About This Course
The World of Elizabeth Gaskell and her novels NEW
Eight weeks, Fridays 10:30am-12:30pm, from 31 January to 20 March 2020
Cert of Attendance
€200 See Fees and Costs for full details.
See Requirements for full details.
Monday 17 January 2020
Cork Education Support Centre, The Mardyke, Cork
Friday 31 January 2020
Once described as ‘the most powerful and finished female novelist of an epoch singularly rich in female novelists’, Elizabeth, or ‘Mrs. Gaskell’, was unjustly overlooked in the years following her death, with authors such as Jane Austen, Charlotte Brontë and George Eliot far eclipsing her in popularity. However, the last 50 years have brought a revival of interest in this literary great – an author whose versatility and many-sided skill has led to comparisons with both Dickens and Austen, and whose pioneering work remains supremely relevant today.
This course shall explore Gaskell’s work in the context of her life and times, moving from her earlier social or ‘Condition of England’ novels, to her later more humorous explorations of village and family life. All lectures will seek to facilitate class discussion, and students are encouraged to bring their own responses to the table.
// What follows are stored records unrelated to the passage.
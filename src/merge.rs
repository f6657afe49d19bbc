//! Welding accumulator for the merged output mesh, and the inside/outside
//! classification pass that drives the boolean selection.

use crate::bvh::FaceBvh;
use crate::float_types::{EPSILON, Real};
use crate::float_types::parry3d::bounding_volume::{Aabb, BoundingVolume};
use crate::float_types::parry3d::query::{Ray, RayCast};
use crate::float_types::parry3d::shape::Triangle;
use crate::ops::MergeOptions;
use crate::plane::Plane;
use hashbrown::HashMap;
use nalgebra::{Point3, Vector2, Vector3};

/// Quantized grid cell for vertex welding. The fixed sub-cell offset
/// breaks the exact-boundary ties that axis-aligned geometry would
/// otherwise hit constantly.
#[derive(Debug, Clone, Copy, PartialEq, Eq, Hash)]
struct VertexKey {
    x: i64,
    y: i64,
    z: i64,
}

impl VertexKey {
    fn quantize(p: &Point3<Real>, snap: Real) -> Self {
        let snap = snap as f64;
        Self {
            x: ((p.x as f64 + snap * 0.31234) / snap) as i64,
            y: ((p.y as f64 + snap * 0.31234) / snap) as i64,
            z: ((p.z as f64 + snap * 0.31234) / snap) as i64,
        }
    }
}

/// A triangle over welded point indices, tagged with its origin brush and
/// (after [`MeshMerge::mark_inside_faces`]) its containment state.
#[derive(Debug, Clone)]
pub(crate) struct MergedFace {
    pub points: [usize; 3],
    pub uvs: [Vector2<Real>; 3],
    pub smooth: bool,
    pub invert: bool,
    pub material: Option<usize>,
    pub from_b: bool,
    pub inside: bool,
}

/// Accumulates welded triangles from both brushes during one merge call.
#[derive(Debug)]
pub(crate) struct MeshMerge<M> {
    pub points: Vec<Point3<Real>>,
    pub faces: Vec<MergedFace>,
    /// Output material palette, first-seen order across both brushes.
    pub materials: Vec<M>,
    snap_cache: HashMap<VertexKey, usize>,
    vertex_snap: Real,
}

impl<M: Clone + PartialEq> MeshMerge<M> {
    pub fn new(vertex_snap: Real) -> Self {
        Self {
            points: Vec::new(),
            faces: Vec::new(),
            materials: Vec::new(),
            snap_cache: HashMap::new(),
            vertex_snap,
        }
    }

    /// Welds the three corners into the point cloud and appends the face.
    /// A triangle that collapses under welding is dropped.
    pub fn add_face(
        &mut self,
        vertices: &[Point3<Real>; 3],
        uvs: &[Vector2<Real>; 3],
        smooth: bool,
        invert: bool,
        material: Option<M>,
        from_b: bool,
    ) {
        let mut indices = [0usize; 3];
        for i in 0..3 {
            let key = VertexKey::quantize(&vertices[i], self.vertex_snap);
            indices[i] = match self.snap_cache.get(&key) {
                Some(&idx) => idx,
                None => {
                    let idx = self.points.len();
                    self.points.push(vertices[i]);
                    self.snap_cache.insert(key, idx);
                    idx
                },
            };
        }

        if indices[0] == indices[1] || indices[0] == indices[2] || indices[1] == indices[2] {
            return; // welded into a degenerate
        }

        let material = material.map(|mat| {
            match self.materials.iter().position(|m| *m == mat) {
                Some(idx) => idx,
                None => {
                    self.materials.push(mat);
                    self.materials.len() - 1
                },
            }
        });

        self.faces.push(MergedFace {
            points: indices,
            uvs: *uvs,
            smooth,
            invert,
            material,
            from_b,
            inside: false,
        });
    }

    fn face_aabb(&self, face: &MergedFace) -> Aabb {
        let a = &self.points[face.points[0]];
        let b = &self.points[face.points[1]];
        let c = &self.points[face.points[2]];
        Aabb::new(a.inf(b).inf(c), a.sup(b).sup(c))
    }

    /// Classifies every face that can possibly be enclosed by the other
    /// brush: a ray from the face centroid along its normal, far past the
    /// whole point cloud, crossing the rest of the mesh an odd number of
    /// times means the face sits inside the other operand's volume.
    ///
    /// A face lying in the same plane as another, facing the same way and
    /// covering the centroid, is overlap rather than a crossing. It
    /// toggles the parity once, and only for faces of brush A, so exactly
    /// one copy of a doubled surface survives selection.
    pub fn mark_inside_faces(&mut self, options: &MergeOptions) {
        if self.faces.is_empty() {
            return;
        }

        let mut cloud = Aabb::new(self.points[0], self.points[0]);
        for p in &self.points[1..] {
            cloud.mins = cloud.mins.inf(p);
            cloud.maxs = cloud.maxs.sup(p);
        }
        let max_distance = cloud.extents().norm() * 1.2;

        let mut leaf_aabbs = Vec::with_capacity(self.faces.len());
        let mut aabb_a: Option<Aabb> = None;
        let mut aabb_b: Option<Aabb> = None;
        for face in &self.faces {
            let aabb = self.face_aabb(face);
            leaf_aabbs.push(aabb);
            let side = if face.from_b { &mut aabb_b } else { &mut aabb_a };
            match side {
                Some(s) => s.merge(&aabb),
                None => *side = Some(aabb),
            }
        }

        // faces can only be inside where the two brushes overlap at all
        let (Some(aabb_a), Some(aabb_b)) = (aabb_a, aabb_b) else {
            return;
        };
        let Some(intersection) = aabb_a.intersection(&aabb_b) else {
            return;
        };
        if intersection.extents() == Vector3::zeros() {
            return;
        }
        let intersection =
            intersection.loosened(intersection.extents().max() * options.intersection_grow);

        let bvh = FaceBvh::build(&leaf_aabbs);

        for i in 0..self.faces.len() {
            if !intersection.intersects(&leaf_aabbs[i]) {
                continue;
            }

            let face_points = self.faces[i].points;
            let from_b = self.faces[i].from_b;
            let a = self.points[face_points[0]];
            let b = self.points[face_points[1]];
            let c = self.points[face_points[2]];

            let Some(plane) = Plane::from_points(&a, &b, &c) else {
                continue;
            };

            let center = Point3::from((a.coords + b.coords + c.coords) / 3.0);
            // the jitter lowers the odds of grazing an edge or vertex
            // exactly
            let target = center + plane.normal * max_distance + options.ray_jitter;
            let ray = Ray::new(center, target - center);

            let mut crossings = 0usize;
            let mut covered = false;
            bvh.for_each_segment_candidate(&center, &target, |f| {
                if f as usize == i {
                    return;
                }
                let other = &self.faces[f as usize];
                let tri = Triangle::new(
                    self.points[other.points[0]],
                    self.points[other.points[1]],
                    self.points[other.points[2]],
                );

                if let Some(other_plane) = Plane::from_points(&tri.a, &tri.b, &tri.c) {
                    if other_plane.normal.dot(&plane.normal) > 1.0 - EPSILON
                        && other_plane.has_point(&center, EPSILON)
                    {
                        // same plane, same facing: overlap, never a crossing
                        if !from_b && triangle_contains(&center, &tri, &other_plane.normal)
                        {
                            covered = true;
                        }
                        return;
                    }
                }

                if let Some(toi) = tri.cast_local_ray(&ray, 1.0, false) {
                    // a hit at the origin is a graze along an opposed
                    // coplanar face
                    if toi > EPSILON {
                        crossings += 1;
                    }
                }
            });

            if (crossings + usize::from(covered)) % 2 == 1 {
                self.faces[i].inside = true;
            }
        }
    }
}

/// Containment of an on-plane point in a welded triangle. Boundary points
/// count as inside: the two brushes triangulate a shared surface
/// independently, so a covered centroid can land exactly on an edge of
/// the covering side's triangulation.
fn triangle_contains(p: &Point3<Real>, tri: &Triangle, normal: &Vector3<Real>) -> bool {
    let verts = [tri.a, tri.b, tri.c];
    for k in 0..3 {
        let v = verts[k];
        let w = verts[(k + 1) % 3];
        if (w - v).cross(&(*p - v)).dot(normal) < -EPSILON {
            return false;
        }
    }
    true
}
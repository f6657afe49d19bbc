//! Boolean operations (*union*, *intersection*, *difference*) on triangle
//! soup brushes, clipping face pairs against each other and classifying
//! the fragments by ray parity against the opposing volume.
//!
//! The input and output type is [`Brush`]: a list of triangles with UVs,
//! per-face flags and an indexed material palette. Brushes are expected
//! to be closed and counter-clockwise wound when viewed from outside.
//!
//! # Features
//! #### Default
//! - **f64**: use f64 as Real
//! - **earcut**: use `geo`s `earcutr` feature for triangulation
//!
//! #### Optional
//! - **f32**: use f32 as Real, this conflicts with f64
//! - **delaunay**: use `geo`s `spade` feature for triangulation, this
//!   conflicts with earcut
//! - **parallel**: use rayon for multithreading

#![forbid(unsafe_code)]
#![deny(unused)]
#![warn(clippy::missing_const_for_fn, clippy::approx_constant, clippy::all)]

pub mod brush;
pub mod errors;
pub mod float_types;
pub mod ops;
pub mod plane;

mod build_poly;
mod bvh;
mod geometry;
mod intersect;
mod merge;
mod reconstruct;

pub use brush::{Brush, Face};
pub use errors::CsgError;
pub use ops::{MergeOptions, Operation, merge_brushes, merge_brushes_with};

#[cfg(all(feature = "f64", feature = "f32"))]
compile_error!("Features 'f64' and 'f32' are mutually exclusive.");

#[cfg(all(feature = "delaunay", feature = "earcut"))]
compile_error!("Features 'delaunay' and 'earcut' are mutually exclusive.");

#[cfg(not(any(feature = "f64", feature = "f32")))]
compile_error!("Either feature 'f64' or 'f32' must be enabled.");

#[cfg(not(any(feature = "delaunay", feature = "earcut")))]
compile_error!("Either feature 'delaunay' or 'earcut' must be enabled.");
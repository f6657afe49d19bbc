//! Merge failure conditions

/// All the ways a brush build or merge can fail
#[derive(Debug, Clone, PartialEq, thiserror::Error)]
pub enum CsgError {
    /// The flat vertex soup is not a whole number of triangles
    #[error("vertex count {0} is not a multiple of 3")]
    InvalidVertexCount(usize),
    /// A hole loop could not be bridged into its outline during
    /// face reconstruction
    #[error("no valid bridge segment found while joining a hole to its outline")]
    HoleBridgingFailed,
}
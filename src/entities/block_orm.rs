//! Block-style ORM dialect: `model Name { field Type ... }` in `.prisma` files.

use super::source_text::balanced_body;
use super::{attribute, entity_for_table, SchemaExtractor};
use crate::domain::{BusinessAttribute, BusinessEntity, FileExcerpt};
use once_cell::sync::Lazy;
use regex::Regex;

static MODEL_RE: Lazy<Regex> = Lazy::new(|| {
    Regex::new(r"(?m)^\s*model\s+([A-Za-z_][A-Za-z0-9_]*)\s*\{")
        .expect("valid model block regex")
});

pub struct BlockOrmExtractor;

impl SchemaExtractor for BlockOrmExtractor {
    fn name(&self) -> &'static str {
        "block-orm"
    }

    fn can_handle(&self, sample: &FileExcerpt) -> bool {
        sample.path.to_ascii_lowercase().ends_with(".prisma")
    }

    fn extract(&self, sample: &FileExcerpt, source_id: &str) -> Vec<BusinessEntity> {
        MODEL_RE
            .captures_iter(&sample.content)
            .filter_map(|caps| {
                let name = caps.get(1)?.as_str();
                let body = balanced_body(&sample.content, caps.get(0)?.end(), b'{', b'}');
                let description = format!("Model `{}` declared in {}", name, sample.path);
                entity_for_table(name, parse_body(body), description, source_id)
            })
            .collect()
    }
}

fn parse_body(body: &str) -> Vec<BusinessAttribute> {
    body.lines()
        .map(str::trim)
        .filter(|line| !line.is_empty() && !line.starts_with("//") && !line.starts_with("@@"))
        .filter_map(|line| {
            let mut parts = line.split_whitespace();
            let name = parts.next()?;
            let raw_type = parts.next()?;
            let base = raw_type.trim_end_matches('?').trim_end_matches("[]");
            Some(attribute(name, semantic_type(base)))
        })
        .collect()
}

fn semantic_type(scalar: &str) -> &str {
    match scalar {
        "String" => "string",
        "Int" | "Float" | "Decimal" | "BigInt" => "number",
        "Boolean" => "boolean",
        "DateTime" => "datetime",
        "Json" => "object",
        "Bytes" => "bytes",
        other => other,
    }
}
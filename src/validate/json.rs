//! Validation of artifacts that arrive as raw JSON (e.g. read back from
//! storage), where payload fields may be missing or of the wrong type.

use super::failure_warning;
use crate::domain::{
    BUSINESS_DATA_MODEL_SCHEMA, REPO_FOLDER_TOPOLOGY_SCHEMA, UI_SITEMAP_SCHEMA, USER_FLOWS_SCHEMA,
};
use serde_json::{Map, Value};

#[derive(Debug, Clone, Copy, PartialEq, Eq)]
pub enum ArtifactKind {
    UiSitemap,
    UserFlows,
    BusinessDataModel,
    RepoFolderTopology,
}

impl ArtifactKind {
    pub fn schema(self) -> &'static str {
        match self {
            Self::UiSitemap => UI_SITEMAP_SCHEMA,
            Self::UserFlows => USER_FLOWS_SCHEMA,
            Self::BusinessDataModel => BUSINESS_DATA_MODEL_SCHEMA,
            Self::RepoFolderTopology => REPO_FOLDER_TOPOLOGY_SCHEMA,
        }
    }

    pub fn payload_fields(self) -> &'static [&'static str] {
        match self {
            Self::UiSitemap => &["items"],
            Self::UserFlows => &["flows"],
            Self::BusinessDataModel => &["entities", "relationships"],
            Self::RepoFolderTopology => &["surfaces"],
        }
    }

    pub fn from_schema(schema: &str) -> Option<Self> {
        [Self::UiSitemap, Self::UserFlows, Self::BusinessDataModel, Self::RepoFolderTopology]
            .into_iter()
            .find(|kind| kind.schema() == schema)
    }
}

/// Return `value` unchanged when it is a well-formed `kind` artifact,
/// otherwise an empty artifact of that kind carrying a failure warning.
pub fn validate_artifact_value(kind: ArtifactKind, value: &Value) -> Value {
    match check(kind, value) {
        Ok(()) => value.clone(),
        Err(problem) => empty_with_warning(kind, value, &problem),
    }
}

fn check(kind: ArtifactKind, value: &Value) -> Result<(), String> {
    let obj = value.as_object().ok_or("artifact is not a JSON object")?;

    match obj.get("schema").and_then(Value::as_str) {
        Some(schema) if schema == kind.schema() => {}
        Some(other) => {
            return Err(format!("schema tag `{other}` does not match `{}`", kind.schema()));
        }
        None => return Err("schema tag is missing".to_string()),
    }

    match obj.get("productId").and_then(Value::as_str) {
        Some(id) if !id.trim().is_empty() => {}
        _ => return Err("productId is missing or empty".to_string()),
    }

    for field in kind.payload_fields().iter().chain(std::iter::once(&"warnings")) {
        if !obj.get(*field).is_some_and(Value::is_array) {
            return Err(format!("`{field}` is not an array"));
        }
    }
    Ok(())
}

fn empty_with_warning(kind: ArtifactKind, original: &Value, problem: &str) -> Value {
    let keep_str = |key: &str| {
        original.get(key).and_then(Value::as_str).map(|s| Value::String(s.to_string()))
    };

    let mut out = Map::new();
    out.insert("schema".to_string(), Value::String(kind.schema().to_string()));
    let product_id = keep_str("productId").unwrap_or_else(|| Value::String(String::new()));
    out.insert("productId".to_string(), product_id);
    if let Some(generated_at) = keep_str("generatedAt") {
        out.insert("generatedAt".to_string(), generated_at);
    }
    for field in kind.payload_fields() {
        out.insert(field.to_string(), Value::Array(Vec::new()));
    }

    let mut warnings = original
        .get("warnings")
        .and_then(Value::as_array)
        .cloned()
        .unwrap_or_default();
    let warning = failure_warning(kind.schema(), problem);
    if let Ok(encoded) = serde_json::to_value(&warning) {
        warnings.push(encoded);
    }
    out.insert("warnings".to_string(), Value::Array(warnings));

    Value::Object(out)
}

#[cfg(test)]
mod tests {
    use super::*;
    use serde_json::json;

    #[test]
    fn well_formed_artifact_passes_through() {
        let value = json!({
            "schema": "user_flows_v1",
            "productId": "prod",
            "generatedAt": "ts",
            "flows": [],
            "warnings": []
        });
        assert_eq!(validate_artifact_value(ArtifactKind::UserFlows, &value), value);
    }

    #[test]
    fn null_payload_is_replaced_with_empty_arrays() {
        let value = json!({
            "schema": "business_data_model_v1",
            "productId": "prod",
            "generatedAt": "ts",
            "entities": null,
            "relationships": [{"from": "A", "to": "B"}],
            "warnings": [{"code": "business_model_empty", "message": "x"}]
        });
        let out = validate_artifact_value(ArtifactKind::BusinessDataModel, &value);
        assert_eq!(out["entities"], json!([]));
        assert_eq!(out["relationships"], json!([]));
        assert_eq!(out["productId"], json!("prod"));
        assert_eq!(out["generatedAt"], json!("ts"));
        let warnings = out["warnings"].as_array().expect("warnings");
        let codes: Vec<&str> = warnings.iter().filter_map(|w| w["code"].as_str()).collect();
        assert_eq!(codes, vec!["business_model_empty", "schema_validation_failed"]);
    }

    #[test]
    fn non_object_input_yields_empty_artifact() {
        let out = validate_artifact_value(ArtifactKind::UiSitemap, &json!([1, 2]));
        assert_eq!(out["schema"], json!("ui_sitemap_v1"));
        assert_eq!(out["items"], json!([]));
        assert_eq!(out["productId"], json!(""));
    }

    #[test]
    fn kind_lookup_by_schema() {
        assert_eq!(
            ArtifactKind::from_schema("repo_folder_topology_v1"),
            Some(ArtifactKind::RepoFolderTopology)
        );
        assert_eq!(ArtifactKind::from_schema("nope"), None);
    }
}
//! Identifier and label shaping.

/// Uppercase the first character, keep the rest untouched.
pub fn capitalize(token: &str) -> String {
    let mut chars = token.chars();
    match chars.next() {
        Some(first) => first.to_uppercase().chain(chars).collect(),
        None => String::new(),
    }
}

/// Deterministic lowercase slug: runs of non-alphanumerics become one `-`.
///
/// Returns `root` when nothing alphanumeric remains (e.g. for `/`).
pub fn slugify(value: &str) -> String {
    let mut slug = String::with_capacity(value.len());
    for ch in value.chars() {
        if ch.is_ascii_alphanumeric() {
            slug.push(ch.to_ascii_lowercase());
        } else if !slug.is_empty() && !slug.ends_with('-') {
            slug.push('-');
        }
    }
    let slug = slug.trim_end_matches('-');
    if slug.is_empty() {
        "root".to_string()
    } else {
        slug.to_string()
    }
}

/// `order_items` → `OrderItems`, `userProfiles` → `UserProfiles`.
pub fn pascal_case(name: &str) -> String {
    name.split(|c: char| !c.is_ascii_alphanumeric())
        .filter(|t| !t.is_empty())
        .map(capitalize)
        .collect()
}

/// Human title for one URL segment: `api-keys` → `Api Keys`, `:id` → `Id`.
pub fn title_from_segment(segment: &str) -> String {
    let words: Vec<String> = segment
        .split(|c: char| matches!(c, '-' | '_' | ':' | '.' | ' '))
        .filter(|t| !t.is_empty())
        .map(capitalize)
        .collect();
    if words.is_empty() {
        "Home".to_string()
    } else {
        words.join(" ")
    }
}
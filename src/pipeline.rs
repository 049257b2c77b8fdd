//! Orchestration of the four builders.
//!
//! The sitemap is built first and feeds the flow builder; entities and
//! topology read the sources independently. All four artifacts share one
//! `generatedAt` value.

use crate::config::ExtractionConfig;
use crate::domain::{ContextSourceInput, ProductContextInputs};
use crate::entities::EntityExtractor;
use crate::flows::FlowBuilder;
use crate::sitemap::SitemapBuilder;
use crate::topology::TopologyBuilder;
use crate::utils::resolve_generated_at;

pub struct ContextPipeline {
    sitemap: SitemapBuilder,
    flows: FlowBuilder,
    entities: EntityExtractor,
    topology: TopologyBuilder,
}

impl Default for ContextPipeline {
    fn default() -> Self {
        Self::new(ExtractionConfig::default())
    }
}

impl ContextPipeline {
    pub fn new(config: ExtractionConfig) -> Self {
        Self {
            sitemap: SitemapBuilder::new(config.sitemap),
            flows: FlowBuilder::new(config.flows),
            entities: EntityExtractor::new(config.entities),
            topology: TopologyBuilder::new(config.topology),
        }
    }

    /// Replace the entity extractor, e.g. one with extra dialects registered.
    pub fn with_entity_extractor(mut self, entities: EntityExtractor) -> Self {
        self.entities = entities;
        self
    }

    pub fn run(
        &self,
        product_id: &str,
        sources: &[ContextSourceInput],
        generated_at: Option<&str>,
    ) -> ProductContextInputs {
        let generated_at = resolve_generated_at(generated_at);
        let ts = Some(generated_at.as_str());

        let ui_sitemap = self.sitemap.build(product_id, sources, ts);
        let user_flows = self.flows.build(product_id, &ui_sitemap, sources, ts);
        let business_data_model = self.entities.build(product_id, sources, ts);
        let repo_folder_topology = self.topology.build(product_id, sources, ts);

        let warnings = ui_sitemap.warnings.len()
            + user_flows.warnings.len()
            + business_data_model.warnings.len()
            + repo_folder_topology.warnings.len();
        tracing::info!(
            product = product_id,
            sources = sources.len(),
            screens = ui_sitemap.items.len(),
            flows = user_flows.flows.len(),
            entities = business_data_model.entities.len(),
            surfaces = repo_folder_topology.surfaces.len(),
            warnings,
            "extracted product context"
        );

        ProductContextInputs { ui_sitemap, user_flows, business_data_model, repo_folder_topology }
    }
}

/// Run every builder with the default [`ExtractionConfig`].
pub fn build_product_context_inputs(
    product_id: &str,
    sources: &[ContextSourceInput],
    generated_at: Option<&str>,
) -> ProductContextInputs {
    ContextPipeline::default().run(product_id, sources, generated_at)
}

#[cfg(test)]
mod tests {
    use super::*;
    use crate::domain::{FileExcerpt, StructureSummary, Surface, SurfaceSignal, WarningCode};

    fn web_and_api() -> ContextSourceInput {
        ContextSourceInput {
            source_type: "github".to_string(),
            source_id: "acme/app".to_string(),
            source_label: "app".to_string(),
            structure_summary: StructureSummary {
                route_paths: vec![
                    "web/app/routes/_index.tsx".to_string(),
                    "web/app/routes/projects.tsx".to_string(),
                    "web/app/routes/projects/$projectId.tsx".to_string(),
                ],
                file_excerpts: vec![FileExcerpt {
                    path: "api/prisma/schema.prisma".to_string(),
                    content: "model Project {\n  id String @id\n  ownerId String\n}\n\
                              model Owner {\n  id String @id\n}\n"
                        .to_string(),
                }],
                ..StructureSummary::default()
            },
            surface_signals: vec![
                SurfaceSignal {
                    surface: Surface::FrontEnd,
                    bucket_id: "web".to_string(),
                    evidence: None,
                },
                SurfaceSignal {
                    surface: Surface::Platform,
                    bucket_id: "api".to_string(),
                    evidence: None,
                },
            ],
        }
    }

    #[test]
    fn artifacts_share_one_timestamp_when_none_is_given() {
        let out = build_product_context_inputs("acme", &[web_and_api()], None);
        let ts = &out.ui_sitemap.generated_at;
        assert_eq!(&out.user_flows.generated_at, ts);
        assert_eq!(&out.business_data_model.generated_at, ts);
        assert_eq!(&out.repo_folder_topology.generated_at, ts);
    }

    #[test]
    fn runs_all_builders() {
        let ts = Some("2024-05-01T00:00:00+00:00");
        let out = build_product_context_inputs("acme", &[web_and_api()], ts);
        assert!(!out.ui_sitemap.items.is_empty());
        assert!(!out.user_flows.flows.is_empty());
        let entities = &out.business_data_model.entities;
        let ids: Vec<&str> = entities.iter().map(|e| e.id.as_str()).collect();
        assert_eq!(ids, vec!["Project", "Owner"]);
        assert_eq!(out.business_data_model.relationships.len(), 1);
        assert_eq!(out.repo_folder_topology.surfaces.len(), 2);
    }

    #[test]
    fn custom_config_is_honored() {
        let mut config = ExtractionConfig::default();
        config.sitemap.max_items = 1;
        let out = ContextPipeline::new(config).run("acme", &[web_and_api()], Some("ts"));
        assert_eq!(out.ui_sitemap.items.len(), 1);
        assert_eq!(out.ui_sitemap.cursor.as_deref(), Some("truncated"));
    }

    #[test]
    fn no_sources_yields_empty_artifacts_with_warnings() {
        let out = build_product_context_inputs("acme", &[], Some("ts"));
        assert_eq!(out.ui_sitemap.warnings[0].code, WarningCode::UiSitemapEmpty);
        assert_eq!(out.user_flows.warnings[0].code, WarningCode::UserFlowsEmpty);
        assert_eq!(out.business_data_model.warnings[0].code, WarningCode::BusinessModelEmpty);
        assert!(out.repo_folder_topology.warnings.is_empty());
    }
}
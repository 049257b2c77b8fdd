//! Artifact timestamps

use chrono::Utc;

/// Use the caller's timestamp when given, otherwise the current UTC time.
pub fn resolve_generated_at(generated_at: Option<&str>) -> String {
    match generated_at {
        Some(ts) => ts.to_string(),
        None => Utc::now().format("%Y-%m-%dT%H:%M:%S+00:00").to_string(),
    }
}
Many sessions will also make use of audio and visual materials in order to stimulate debate.
Over the course of 8 weeks, we shall explore the following topics:
1) Elizabeth Gaskell: her life and times.
2) Mary Barton: Class conflict, social justice and loss in Gaskell’s debut novel.
3) Ruth: Unmarried motherhood, societal hypocrisy and moral recovery in Gaskell’s oft-overlooked novel.
4) Cranford: Gaskell’s ‘practically structureless’ yet immensely popular portrait of people and customs in the fictitious small country town of Cranford.
5) North and South: Modernity versus tradition, social concern and female self-determination in Gaskell’s second ‘Manchester’ novel.
6) Cousin Phillis: Coming of age and the male/female divide in what is often considered to be Gaskell’s crowning achievement in the short novel.
7) Wives and Daughters: Romance, scandal, intrigue and the challenging of masculine authority in Gaskell’s final novel.
8) Gaskell’s afterlife: Neglect and subsequent revival of interest in Gaskell’s works.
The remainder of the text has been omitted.